Recent placement of Nigeria’s economy by global rating agencies in particular the World Bank, as the 26th largest in the world specifically in terms of…

Recent placement of Nigeria’s economy by global rating agencies in particular the World Bank, as the 26th largest in the world specifically in terms of nominal Gross Domestic Product (GDP) and 24th for Purchasing Power Parity (PPP), has met with mixed reactions within the country and concerns that such is likely to induce a false sense of security in government circles.

While ranking within the first 30 in the World Bank list of 155 countries, Nigeria’s position seems impressive, the situation belies the state of affairs in the country.

This is because the two measures represent different aspects of the economy, and hardly the total picture.

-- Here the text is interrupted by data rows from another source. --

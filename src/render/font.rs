use crate::foundation::core::Point;
use crate::foundation::error::{TowerError, TowerResult};
use std::collections::{BTreeMap, HashMap};

/// Name of the font every renderer ships with.
pub const BUILTIN_FONT: &str = "3x5";

/// Widest glyph a row mask can describe.
pub const MAX_GLYPH_WIDTH: u32 = u8::BITS;

/// Monochrome fixed-height bitmap font. Each glyph row is a bit mask, most significant of
/// `width` bits on the left.
#[derive(Clone, Debug)]
pub struct BitmapFont {
    pub width: u32,
    pub height: u32,
    /// Blank columns between glyphs.
    pub spacing: u32,
    /// Row at which glyph tops are placed.
    pub top: i32,
    glyphs: HashMap<char, Vec<u8>>,
}

/// Text rasterized into glyph coverage, relative to its own left edge.
#[derive(Clone, Debug, Default, PartialEq, Eq)]
pub struct TextRun {
    pub points: Vec<Point>,
    pub width: u32,
}

impl BitmapFont {
    /// Fails with `Validation` unless `1 <= width <= MAX_GLYPH_WIDTH`.
    pub fn new(width: u32, height: u32, spacing: u32, top: i32) -> TowerResult<Self> {
        if width == 0 || width > MAX_GLYPH_WIDTH {
            return Err(TowerError::validation(format!(
                "font glyph width {width} must be in 1..={MAX_GLYPH_WIDTH}"
            )));
        }
        Ok(Self::sized(width, height, spacing, top))
    }

    fn sized(width: u32, height: u32, spacing: u32, top: i32) -> Self {
        Self {
            width,
            height,
            spacing,
            top,
            glyphs: HashMap::new(),
        }
    }

    pub fn with_glyph(mut self, ch: char, rows: &[u8]) -> Self {
        self.glyphs.insert(ch, rows.to_vec());
        self
    }

    fn glyph(&self, ch: char) -> Option<&[u8]> {
        self.glyphs
            .get(&ch)
            .or_else(|| self.glyphs.get(&ch.to_ascii_uppercase()))
            .map(Vec::as_slice)
    }

    /// Unknown characters advance like a blank glyph.
    pub fn rasterize(&self, text: &str) -> TextRun {
        let mut run = TextRun::default();
        let advance = self.width + self.spacing;
        let mut pen = 0u32;
        for (i, ch) in text.chars().enumerate() {
            if i > 0 {
                pen += advance;
            }
            let Some(rows) = self.glyph(ch) else {
                continue;
            };
            for (row, bits) in rows.iter().enumerate().take(self.height as usize) {
                for col in 0..self.width {
                    let lit = bits
                        .checked_shr(self.width - 1 - col)
                        .is_some_and(|b| b & 1 != 0);
                    if lit {
                        run.points.push(Point::new(
                            (pen + col) as i32,
                            self.top + row as i32,
                        ));
                    }
                }
            }
        }
        if !text.is_empty() {
            run.width = pen + self.width;
        }
        run
    }

    /// 3x5 uppercase font sized for an 8-row tower.
    pub fn builtin() -> Self {
        const GLYPHS: &[(char, [u8; 5])] = &[
            ('0', [0b111, 0b101, 0b101, 0b101, 0b111]),
            ('1', [0b010, 0b110, 0b010, 0b010, 0b111]),
            ('2', [0b111, 0b001, 0b111, 0b100, 0b111]),
            ('3', [0b111, 0b001, 0b111, 0b001, 0b111]),
            ('4', [0b101, 0b101, 0b111, 0b001, 0b001]),
            ('5', [0b111, 0b100, 0b111, 0b001, 0b111]),
            ('6', [0b111, 0b100, 0b111, 0b101, 0b111]),
            ('7', [0b111, 0b001, 0b001, 0b001, 0b001]),
            ('8', [0b111, 0b101, 0b111, 0b101, 0b111]),
            ('9', [0b111, 0b101, 0b111, 0b001, 0b111]),
            ('A', [0b010, 0b101, 0b111, 0b101, 0b101]),
            ('B', [0b110, 0b101, 0b110, 0b101, 0b110]),
            ('C', [0b011, 0b100, 0b100, 0b100, 0b011]),
            ('D', [0b110, 0b101, 0b101, 0b101, 0b110]),
            ('E', [0b111, 0b100, 0b110, 0b100, 0b111]),
            ('F', [0b111, 0b100, 0b110, 0b100, 0b100]),
            ('G', [0b011, 0b100, 0b101, 0b101, 0b011]),
            ('H', [0b101, 0b101, 0b111, 0b101, 0b101]),
            ('I', [0b111, 0b010, 0b010, 0b010, 0b111]),
            ('J', [0b001, 0b001, 0b001, 0b101, 0b010]),
            ('K', [0b101, 0b101, 0b110, 0b101, 0b101]),
            ('L', [0b100, 0b100, 0b100, 0b100, 0b111]),
            ('M', [0b101, 0b111, 0b111, 0b101, 0b101]),
            ('N', [0b110, 0b101, 0b101, 0b101, 0b101]),
            ('O', [0b010, 0b101, 0b101, 0b101, 0b010]),
            ('P', [0b110, 0b101, 0b110, 0b100, 0b100]),
            ('Q', [0b010, 0b101, 0b101, 0b110, 0b011]),
            ('R', [0b110, 0b101, 0b110, 0b101, 0b101]),
            ('S', [0b011, 0b100, 0b010, 0b001, 0b110]),
            ('T', [0b111, 0b010, 0b010, 0b010, 0b010]),
            ('U', [0b101, 0b101, 0b101, 0b101, 0b111]),
            ('V', [0b101, 0b101, 0b101, 0b101, 0b010]),
            ('W', [0b101, 0b101, 0b111, 0b111, 0b101]),
            ('X', [0b101, 0b101, 0b010, 0b101, 0b101]),
            ('Y', [0b101, 0b101, 0b010, 0b010, 0b010]),
            ('Z', [0b111, 0b001, 0b010, 0b100, 0b111]),
            ('.', [0b000, 0b000, 0b000, 0b000, 0b010]),
            (',', [0b000, 0b000, 0b000, 0b010, 0b100]),
            ('!', [0b010, 0b010, 0b010, 0b000, 0b010]),
            ('?', [0b110, 0b001, 0b010, 0b000, 0b010]),
            (':', [0b000, 0b010, 0b000, 0b010, 0b000]),
            ('-', [0b000, 0b000, 0b111, 0b000, 0b000]),
            ('+', [0b000, 0b010, 0b111, 0b010, 0b000]),
            ('=', [0b000, 0b111, 0b000, 0b111, 0b000]),
            ('/', [0b001, 0b001, 0b010, 0b100, 0b100]),
            ('\'', [0b010, 0b010, 0b000, 0b000, 0b000]),
        ];

        GLYPHS
            .iter()
            .fold(Self::sized(3, 5, 1, 1), |font, (ch, rows)| {
                font.with_glyph(*ch, rows)
            })
    }
}

/// Fonts a renderer can resolve by name.
#[derive(Clone, Debug)]
pub struct FontBook {
    fonts: BTreeMap<String, BitmapFont>,
}

impl FontBook {
    pub fn empty() -> Self {
        Self {
            fonts: BTreeMap::new(),
        }
    }

    pub fn insert(&mut self, name: impl Into<String>, font: BitmapFont) {
        self.fonts.insert(name.into(), font);
    }

    pub fn names(&self) -> impl Iterator<Item = &str> {
        self.fonts.keys().map(String::as_str)
    }

    pub fn resolve(&self, name: &str) -> TowerResult<&BitmapFont> {
        self.fonts
            .get(name)
            .ok_or_else(|| TowerError::unknown_font(name))
    }
}

impl Default for FontBook {
    fn default() -> Self {
        let mut book = Self::empty();
        book.insert(BUILTIN_FONT, BitmapFont::builtin());
        book
    }
}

While the GDP is a measure of the market value of the total production of goods and services in the nation’s economy within a designated year, and the PPP reflects the purchasing power of Nigeria’s currency the Naira and even standard of living of the citizenry, they hardly tell a complete story of the state of affairs, especially when the figures are juxtaposed with the extant conditions of living for Nigerians.

Just as the foregoing figures may indicate some salutary progression in the economy, other figures that capture a more depressed state of affairs reconcile better with the realities of daily living for the citizenry.

For instance, while with its rank at 26 out of 155 countries, Nigeria may seem to be better off than the countries behind it in the World Bank ranking.

However, several of such countries guarantee a better standard of living for their citizens.

Meanwhile, in dwelling on the more critical aspects of Nigeria’s domestic environment, features the country’s GDP for 2020 as expected to top $2,500 billion at the end of last December, while the projected figures for 2021 is $360 billion and that of 2022, $450 billion.

In the same vein, the World Bank records that Nigeria’s per capita GDP at the end of 2020 was expected to  be $2,250 while the projected figure for 2021 is $2300 and $2,450 for 2022.

Reducing the foregoing to practical terms the situation translates into a per capita income of about N800,000.00 for every Nigerian citizen.

However, the gross dislocation of the micro economic sector especially with respect to income distribution is captured by the World Bank estimate that about 46.4 per cent or 90.919 million of Nigerians are multi-dimensionally poor, while another 19.2 million are classified as vulnerable to multi-dimensional poverty.

This picture diminishes whatever cheer that may be inspired by the World Bank ranking of the country’s economy as high flying.

The context of multidimensional poverty here refers to the state of total abjection and privations beyond financial insolvency of the poor cross-section of the citizenry.

With the bulk of Nigerians so trapped in the vortex of diminished humanity courtesy of the state of debilitating poverty, it is not surprising that the country’s social order is under significant stress with routine processes of governance gravely compromised.

Rising angst among the citizenry, escalating insecurity and other emergent vices are traceable to the collapsing state of the economy.

In the circumstances it is also significant that the same World Bank that ranked Nigeria high on the GDP scale, has warned the Nigerian government to embark urgently on ways and means of boosting productivity across the country – ostensibly by deploying the vast endowment of idle resources with the most critical being the large army of unemployed, virile and resourceful youth presently wallowing in   dejection and frustration in every nook and corner of the country.

As is easily recalled the depressed and deplorable state of the economy recently ignited a nationwide destructive wave of street rage as the EndSARS protests with government at the federal and state levels compelled to react with promises of relief as would be delivered under the auspices of the incoming 2021 budget.

Added to the foregoing was the recent relapse of the economy into another recession.

It therefore needs to be seen that the government has its task cut out for it as Herculean, to say the least. Only an acute sense of urgency in tackling the economy’s challenges, offers hope of a new level to Nigerians.